┌────────
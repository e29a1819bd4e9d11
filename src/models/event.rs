use serde::{Deserialize, Serialize};

use super::log::LogRecord;
use super::row::RowResult;

/// One frame of the job stream. Serialized as a single JSON object tagged by `type`.
#[derive(Debug, Clone, Serialize, Deserialize, PartialEq)]
#[serde(tag = "type", rename_all = "lowercase", rename_all_fields = "camelCase")]
pub enum StreamEvent {
    Start {
        job_id: String,
    },
    Total {
        count: usize,
    },
    Resume {
        count: usize,
        message: String,
    },
    Progress {
        processed: usize,
        total: usize,
        percentage: u32,
        elapsed: u64,
        elapsed_formatted: String,
    },
    Result(ResultEvent),
    Saved {
        count: usize,
        #[serde(default, skip_serializing_if = "Option::is_none")]
        batch_file: Option<String>,
    },
    Heartbeat {
        timestamp: i64,
        processed: usize,
    },
    Log(LogRecord),
    Complete {
        processed: usize,
        total: usize,
        elapsed: u64,
        elapsed_formatted: String,
        #[serde(default, skip_serializing_if = "Vec::is_empty")]
        saved_files: Vec<String>,
    },
    Error {
        message: String,
        #[serde(default, skip_serializing_if = "Option::is_none")]
        error_type: Option<String>,
        processed_count: usize,
    },
}

impl StreamEvent {
    pub fn is_terminal(&self) -> bool {
        matches!(self, StreamEvent::Complete { .. } | StreamEvent::Error { .. })
    }

    pub fn progress(processed: usize, total: usize, elapsed_ms: u64) -> Self {
        let percentage = if total == 0 {
            100
        } else {
            ((processed as f64 / total as f64) * 100.0).round() as u32
        };
        StreamEvent::Progress {
            processed,
            total,
            percentage,
            elapsed: elapsed_ms,
            elapsed_formatted: format_duration(elapsed_ms),
        }
    }

    /// Encode as one newline-terminated frame.
    pub fn to_frame(&self) -> Result<Vec<u8>, serde_json::Error> {
        let mut frame = serde_json::to_vec(self)?;
        frame.push(b'\n');
        Ok(frame)
    }
}

#[derive(Debug, Clone, Serialize, Deserialize, PartialEq)]
#[serde(rename_all = "camelCase")]
pub struct ResultEvent {
    pub index: usize,
    pub original_text: String,
    pub diseases: Vec<String>,
    #[serde(default, skip_serializing_if = "Option::is_none")]
    pub error: Option<String>,
    #[serde(default, skip_serializing_if = "Option::is_none")]
    pub error_type: Option<String>,
    #[serde(default, skip_serializing_if = "Option::is_none")]
    pub retryable: Option<bool>,
    pub processing_time: u64,
    pub processing_time_formatted: String,
}

impl From<&RowResult> for ResultEvent {
    fn from(result: &RowResult) -> Self {
        Self {
            index: result.index,
            original_text: result.original_text.clone(),
            diseases: result.diseases.clone(),
            error: result.error_label(),
            error_type: result.error.map(|kind| kind.to_string()),
            retryable: result.error.map(|_| result.retryable),
            processing_time: result.processing_time_ms,
            processing_time_formatted: format_duration(result.processing_time_ms),
        }
    }
}

/// Human-readable duration using the largest two units: `1天2小时`, `3小时4分钟`, `5分6秒`, `7秒`.
pub fn format_duration(ms: u64) -> String {
    let seconds = ms / 1000;
    let minutes = seconds / 60;
    let hours = minutes / 60;
    let days = hours / 24;

    if days > 0 {
        format!("{}天{}小时", days, hours % 24)
    } else if hours > 0 {
        format!("{}小时{}分钟", hours, minutes % 60)
    } else if minutes > 0 {
        format!("{}分{}秒", minutes, seconds % 60)
    } else {
        format!("{}秒", seconds)
    }
}

#[cfg(test)]
mod tests {
    use super::*;
    use crate::models::row::{ErrorKind, RowTask};

    #[test]
    fn test_format_duration() {
        assert_eq!(format_duration(999), "0秒");
        assert_eq!(format_duration(59_000), "59秒");
        assert_eq!(format_duration(61_000), "1分1秒");
        assert_eq!(format_duration(3_660_000), "1小时1分钟");
        assert_eq!(format_duration(90_000_000), "1天1小时");
    }

    #[test]
    fn test_event_tagging() {
        let start = serde_json::to_value(StreamEvent::Start { job_id: "42".into() }).unwrap();
        assert_eq!(start, serde_json::json!({"type": "start", "jobId": "42"}));

        let progress = serde_json::to_value(StreamEvent::progress(50, 200, 61_000)).unwrap();
        assert_eq!(progress["type"], "progress");
        assert_eq!(progress["percentage"], 25);
        assert_eq!(progress["elapsedFormatted"], "1分1秒");
    }

    #[test]
    fn test_failed_result_event() {
        let task = RowTask::new(3, "头痛");
        let row = RowResult::failure(
            &task,
            ErrorKind::LlmTimeout,
            "LLM call timeout after 15000ms",
            true,
            1200,
        );
        let value = serde_json::to_value(StreamEvent::Result(ResultEvent::from(&row))).unwrap();

        assert_eq!(value["type"], "result");
        assert_eq!(value["index"], 3);
        assert_eq!(value["errorType"], "LLM_TIMEOUT");
        assert_eq!(value["error"], "LLM_TIMEOUT: LLM call timeout after 15000ms");
        assert_eq!(value["retryable"], true);
        assert_eq!(value["diseases"], serde_json::json!([]));
    }

    #[test]
    fn test_successful_result_omits_error_fields() {
        let task = RowTask::new(0, "感冒");
        let row = RowResult::success(&task, vec!["感冒".into()], 20);
        let value = serde_json::to_value(StreamEvent::Result(ResultEvent::from(&row))).unwrap();

        assert!(value.get("error").is_none());
        assert!(value.get("errorType").is_none());
        assert!(value.get("retryable").is_none());
        assert_eq!(value["processingTimeFormatted"], "0秒");
    }

    #[test]
    fn test_frame_is_newline_terminated() {
        let frame = StreamEvent::Total { count: 3 }.to_frame().unwrap();
        assert_eq!(frame.last(), Some(&b'\n'));
        let parsed: StreamEvent = serde_json::from_slice(&frame).unwrap();
        assert_eq!(parsed, StreamEvent::Total { count: 3 });
    }
}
└────────
§ WORK REQUIRED:
A single number is the answer here: the count of lines in the material above holding the string "impl".

§ RESULT OF THIS EXERCISE:
2